Não consigo escrever de outra forma a não deitado nesta cama, hábito que já foi proibido pelas professoras do ginásio. Mas é que estou meio que enfraquecido, sem saber dos horrores que pratiquei para de súbito ser destratado por pessoas desconhecidas ou não. Sim, a culpa é totalmente minha porque não consigo enviar amor às pessoas que murmuram qualquer coisa contra mim. Estou cansado, não me atrevi a pedir comida a ninguém porque se ouve tanta história estranha sobre a recusa das pessoas em dar! Elas parece amarem humilhar. Bom, não estar nem aí com o ganho de um carro em um sorteio, por exemplo, é realmente merecê-lo, não é? De qualquer forma, há um componente de deboche na humilhação criada pelo brasileiro e que quase sempre está ligada à refeição do humilhado. Hoje estou tentando ser violento como a nação, ou seja, indiferente até a mim mesmo. Querem-me pôr no Charcot e não pagar as minhas contas. Agora que talvez eu tenha perdido a dignidade por tudo, por ser este eterno malandro, por respirar miséria uma parte do dia e também da noite e também fumaça, por me mostrar desinteressado pela própria sobrevivência, não sei o que irei fazer da vida. Obviamente dirão: trabalhe! Mas quem diz isso nunca me arruma emprego. Pensei que findando a quaresma tudo melhoraria, mas não, meu nome tem mais restrição, minha vida se tornou imunda e que brasileiro que não gosta de olhar com a lupa alguma mazela do próximo? E também o caos aumentou na cidade: apagam as luzes das ruas para que os revólveres brilhem à luz da lua. INCREDIBLE... Não sei por que acontecem essas coisas comigo. Sim, sei, sei dos exemplos, sei que tudo o que acontece comigo acontece com todo mundo, não possuo idiossincrasias, nem mesmo gostar de velhinhas talvez seja uma hoje em dia.

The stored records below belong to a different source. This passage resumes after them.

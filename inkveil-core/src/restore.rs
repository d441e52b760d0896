//! Race-safe resumption of a saved session.
//!
//! The gate is taken before the first await and released by an RAII ticket
//! once the settle delay has elapsed, so every exit path (including errors)
//! reopens it. While it is held, "document loaded" notifications leave the
//! buffer alone.

use std::path::PathBuf;
use std::sync::Arc;
use std::time::Duration;

use parking_lot::Mutex;
use tracing::{debug, info, instrument, warn};

use crate::buffer::EditorBuffer;
use crate::chapters::ChapterIndexer;
use crate::error::RestoreError;
use crate::reader::SharedReader;
use crate::session::{CurrentDocument, HistoryEntry, Session};
use crate::{ContentLoader, Document, DocumentId, DocumentMetadata};

#[derive(Debug, Clone, Copy, PartialEq, Eq)]
pub enum RestoreStep {
    Barrier,
    Resolving,
    Installing,
    Settling,
}

#[derive(Debug, Clone, PartialEq, Eq, Default)]
pub enum RestorationPhase {
    #[default]
    Idle,
    InFlight {
        document_id: DocumentId,
        step: RestoreStep,
    },
}

/// Single-slot guard: at most one restoration in flight.
#[derive(Debug, Clone, Default)]
pub struct RestorationGate {
    phase: Arc<Mutex<RestorationPhase>>,
}

impl RestorationGate {
    pub fn new() -> Self {
        Self::default()
    }

    pub fn phase(&self) -> RestorationPhase {
        self.phase.lock().clone()
    }

    pub fn is_restoring(&self) -> bool {
        !matches!(*self.phase.lock(), RestorationPhase::Idle)
    }

    pub fn try_begin(&self, document_id: DocumentId) -> Result<RestorationTicket, RestoreError> {
        let mut phase = self.phase.lock();
        if let RestorationPhase::InFlight { document_id, .. } = *phase {
            return Err(RestoreError::AlreadyInProgress { document_id });
        }
        *phase = RestorationPhase::InFlight {
            document_id,
            step: RestoreStep::Barrier,
        };
        Ok(RestorationTicket {
            gate: self.clone(),
            document_id,
        })
    }
}

/// Holds the gate; dropping it returns the gate to `Idle`.
#[derive(Debug)]
pub struct RestorationTicket {
    gate: RestorationGate,
    document_id: DocumentId,
}

impl RestorationTicket {
    fn advance(&self, step: RestoreStep) {
        debug!(document_id = %self.document_id, ?step, "restoration step");
        *self.gate.phase.lock() = RestorationPhase::InFlight {
            document_id: self.document_id,
            step,
        };
    }
}

impl Drop for RestorationTicket {
    fn drop(&mut self) {
        *self.gate.phase.lock() = RestorationPhase::Idle;
    }
}

/// Everything needed to bring a document back.
#[derive(Debug, Clone, PartialEq)]
pub struct RestoreSource {
    pub document_id: DocumentId,
    pub metadata: DocumentMetadata,
    pub file_path: Option<PathBuf>,
    pub cached_content: Option<String>,
    pub saved_position: usize,
}

impl RestoreSource {
    pub fn from_current(current: CurrentDocument, session: Option<Session>) -> Self {
        Self {
            document_id: current.id,
            metadata: current.metadata,
            file_path: current.file_path,
            cached_content: Some(current.content),
            saved_position: session.map_or(0, |session| session.position),
        }
    }

    /// Prefers the separately stored session, which is written more often
    /// than the history entry.
    pub fn with_session(mut self, session: Option<Session>) -> Self {
        if let Some(session) = session {
            self.saved_position = session.position;
        }
        self
    }
}

impl From<&HistoryEntry> for RestoreSource {
    fn from(entry: &HistoryEntry) -> Self {
        Self {
            document_id: entry.document_id,
            metadata: entry.metadata(),
            file_path: entry.file_path.as_ref().map(PathBuf::from),
            cached_content: entry.cached_content.clone(),
            saved_position: entry.progress.position,
        }
    }
}

#[derive(Debug, Clone, Copy, PartialEq, Eq)]
pub enum ContentOrigin {
    Cache,
    Loader,
}

#[derive(Debug, Clone, PartialEq, Eq)]
pub struct RestoreOutcome {
    pub document_id: DocumentId,
    pub position: usize,
    pub origin: ContentOrigin,
    pub chapters: usize,
}

pub struct RestorationCoordinator<B: EditorBuffer> {
    reader: SharedReader<B>,
    gate: RestorationGate,
    loader: Option<Arc<dyn ContentLoader>>,
    settle_delay: Duration,
}

impl<B: EditorBuffer> RestorationCoordinator<B> {
    pub fn new(reader: SharedReader<B>, loader: Option<Arc<dyn ContentLoader>>) -> Self {
        let (gate, settle_delay) = {
            let guard = reader.lock();
            (guard.restoration_gate(), guard.config().settle_delay)
        };
        Self {
            reader,
            gate,
            loader,
            settle_delay,
        }
    }

    pub fn gate(&self) -> &RestorationGate {
        &self.gate
    }

    /// Resumes `source`. The buffer ends up holding exactly the content
    /// before the saved position, with the engine positioned there.
    #[instrument(skip(self, source), fields(document_id = %source.document_id))]
    pub async fn restore(&self, source: RestoreSource) -> Result<RestoreOutcome, RestoreError> {
        let ticket = self.gate.try_begin(source.document_id)?;

        tokio::task::yield_now().await;
        tokio::task::yield_now().await;

        ticket.advance(RestoreStep::Resolving);
        let (content, metadata, origin) = self.resolve(&source).await?;

        let options = self.reader.lock().config().chapters.clone();
        let chapters = ChapterIndexer::new(options).index(&content);
        let chapter_count = chapters.len();
        let document = Document::new(source.document_id, content, metadata);

        ticket.advance(RestoreStep::Installing);
        let (document_id, position) = self
            .reader
            .lock()
            .install_restored(document, chapters, source.saved_position, source.file_path)
            .map_err(RestoreError::Storage)?;

        ticket.advance(RestoreStep::Settling);
        tokio::time::sleep(self.settle_delay).await;
        drop(ticket);

        info!(%document_id, position, ?origin, "session restored");
        Ok(RestoreOutcome {
            document_id,
            position,
            origin,
            chapters: chapter_count,
        })
    }

    async fn resolve(
        &self,
        source: &RestoreSource,
    ) -> Result<(String, DocumentMetadata, ContentOrigin), RestoreError> {
        if let Some(content) = &source.cached_content {
            return Ok((content.clone(), source.metadata.clone(), ContentOrigin::Cache));
        }
        let unavailable = |reason: String| RestoreError::ContentUnavailable {
            document_id: source.document_id,
            reason,
        };
        let Some(path) = &source.file_path else {
            return Err(unavailable("no cached content and no file path".into()));
        };
        let Some(loader) = &self.loader else {
            return Err(unavailable(format!("no loader to re-read {}", path.display())));
        };
        match loader.load(path).await {
            Ok(loaded) => Ok((loaded.raw_content, loaded.metadata, ContentOrigin::Loader)),
            Err(err) => {
                warn!(?err, path = %path.display(), "failed to re-read document");
                Err(unavailable(format!("{err:#}")))
            }
        }
    }
}
use std::fmt;
use std::path::{Path, PathBuf};
use std::sync::Arc;

use anyhow::Result;
use once_cell::sync::Lazy;
use serde::{Deserialize, Serialize};
use uuid::Uuid;

pub mod buffer;
pub mod chapters;
pub mod composition;
pub mod config;
pub mod engine;
pub mod error;
pub mod reader;
pub mod restore;
pub mod session;
pub mod store;

pub use buffer::{EditorBuffer, MemoryBuffer};
pub use chapters::{Chapter, ChapterIndexer, ChapterOptions};
pub use composition::{CleanupOutcome, CleanupTicket, CompositionInterceptor};
pub use config::ReaderConfig;
pub use engine::{
    IgnoreReason, Key, KeystrokeOutcome, Modifier, OutputMode, ReadingStatistics, RevealEngine,
    RevealState,
};
pub use error::RestoreError;
pub use reader::{Command, PasteDecision, Reader, ReaderEvent, SharedReader};
pub use restore::{
    ContentOrigin, RestorationCoordinator, RestorationGate, RestorationPhase, RestoreOutcome,
    RestoreSource, RestoreStep,
};
pub use session::{
    AutosaveTimer, CurrentDocument, HistoryConfig, HistoryEntry, HistorySort, Mark, Session,
    SessionStore,
};
pub use store::{FileKeyValueStore, KeyValueStore, MemoryKeyValueStore};

pub type DocumentId = Uuid;

static DOCUMENT_NAMESPACE: Lazy<Uuid> = Lazy::new(|| {
    Uuid::parse_str("3f1d6c2a-8b47-5e0f-9c3d-72a4be51d0e9").expect("valid namespace UUID")
});

/// Stable identifier for a file on disk, so reopening the same file maps
/// onto the same session and history entry.
pub fn document_id_for_path(path: &Path) -> DocumentId {
    let resolved = path
        .canonicalize()
        .or_else(|_| {
            if path.is_absolute() {
                Ok(path.to_path_buf())
            } else {
                std::env::current_dir().map(|cwd| cwd.join(path))
            }
        })
        .unwrap_or_else(|_| path.to_path_buf());
    let rendered = resolved.to_string_lossy();
    Uuid::new_v5(&*DOCUMENT_NAMESPACE, rendered.as_bytes())
}

#[derive(Debug, Clone, Copy, PartialEq, Eq, Serialize, Deserialize, Default)]
#[serde(rename_all = "lowercase")]
pub enum DocumentFormat {
    #[default]
    Txt,
    Md,
    Docx,
    Unknown,
}

impl DocumentFormat {
    pub fn from_path(path: &Path) -> Self {
        let ext = path
            .extension()
            .and_then(|ext| ext.to_str())
            .map(|ext| ext.to_ascii_lowercase());
        match ext.as_deref() {
            Some("txt") => DocumentFormat::Txt,
            Some("md") | Some("markdown") => DocumentFormat::Md,
            Some("docx") => DocumentFormat::Docx,
            _ => DocumentFormat::Unknown,
        }
    }

    pub fn as_str(&self) -> &'static str {
        match self {
            DocumentFormat::Txt => "txt",
            DocumentFormat::Md => "md",
            DocumentFormat::Docx => "docx",
            DocumentFormat::Unknown => "unknown",
        }
    }
}

impl fmt::Display for DocumentFormat {
    fn fmt(&self, f: &mut fmt::Formatter<'_>) -> fmt::Result {
        f.write_str(self.as_str())
    }
}

#[derive(Debug, Clone, Serialize, Deserialize, Default, PartialEq, Eq)]
pub struct DocumentMetadata {
    pub title: String,
    pub format: DocumentFormat,
    pub file_size: u64,
}

/// What a loader hands to the core: already normalized plain text.
#[derive(Debug, Clone)]
pub struct LoadedDocument {
    pub id: DocumentId,
    pub raw_content: String,
    pub metadata: DocumentMetadata,
    pub path: Option<PathBuf>,
}

#[async_trait::async_trait]
pub trait ContentLoader: Send + Sync {
    async fn load(&self, path: &Path) -> Result<LoadedDocument>;
}

/// Immutable loaded text. Positions are counted in `char`s; `boundaries`
/// maps every position (including `total_length`) to its byte offset.
#[derive(Clone)]
pub struct Document {
    id: DocumentId,
    metadata: DocumentMetadata,
    content: Arc<str>,
    boundaries: Arc<[usize]>,
}

impl Document {
    pub fn new(id: DocumentId, content: impl Into<String>, metadata: DocumentMetadata) -> Self {
        let content: String = content.into();
        let boundaries: Vec<usize> = content
            .char_indices()
            .map(|(offset, _)| offset)
            .chain(std::iter::once(content.len()))
            .collect();
        Self {
            id,
            metadata,
            content: Arc::from(content),
            boundaries: Arc::from(boundaries),
        }
    }

    pub fn from_loaded(loaded: LoadedDocument) -> Self {
        Self::new(loaded.id, loaded.raw_content, loaded.metadata)
    }

    /// Same text under another identity; used when history already knows
    /// this file by an older id.
    pub fn with_id(mut self, id: DocumentId) -> Self {
        self.id = id;
        self
    }

    pub fn id(&self) -> DocumentId {
        self.id
    }

    pub fn metadata(&self) -> &DocumentMetadata {
        &self.metadata
    }

    pub fn title(&self) -> &str {
        &self.metadata.title
    }

    pub fn content(&self) -> &str {
        &self.content
    }

    pub fn total_length(&self) -> usize {
        self.boundaries.len() - 1
    }

    pub fn clamp(&self, position: usize) -> usize {
        position.min(self.total_length())
    }

    /// Characters in `[start, end)`, both ends clamped.
    pub fn slice(&self, start: usize, end: usize) -> &str {
        let end = self.clamp(end);
        let start = start.min(end);
        &self.content[self.boundaries[start]..self.boundaries[end]]
    }

    pub fn prefix(&self, position: usize) -> &str {
        self.slice(0, position)
    }
}

impl fmt::Debug for Document {
    fn fmt(&self, f: &mut fmt::Formatter<'_>) -> fmt::Result {
        f.debug_struct("Document")
            .field("id", &self.id)
            .field("metadata", &self.metadata)
            .field("total_length", &self.total_length())
            .finish()
    }
}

Estou vivendo talvez erradamente, escrevendo talvez erradamente. Meus "a" "mi" "gos", se eu contasse-lhes minha situação...bom, nem preciso contar-lhes nada, dizem-se pobres. Agora estou entendendo um pouco mais sobre o quadro que pintei e que ainda não joguei fora, O Fundo do Mar Visto da Janela de Um Submarino. Acho que pintei algo relacionado à virgindade. Meu fundo do mar é verde, mas será que dirão Que verde lindo! quando meu fundo do mar for exposto no Louvre? Não, não dirão, eu pinto mal (e escrevo, sei!). Meu talento deve ser desprezível. Penso na lagamar e nas pérolas que ali deixo. Comecei a escrever um soneto, mas não vou terminá-lo.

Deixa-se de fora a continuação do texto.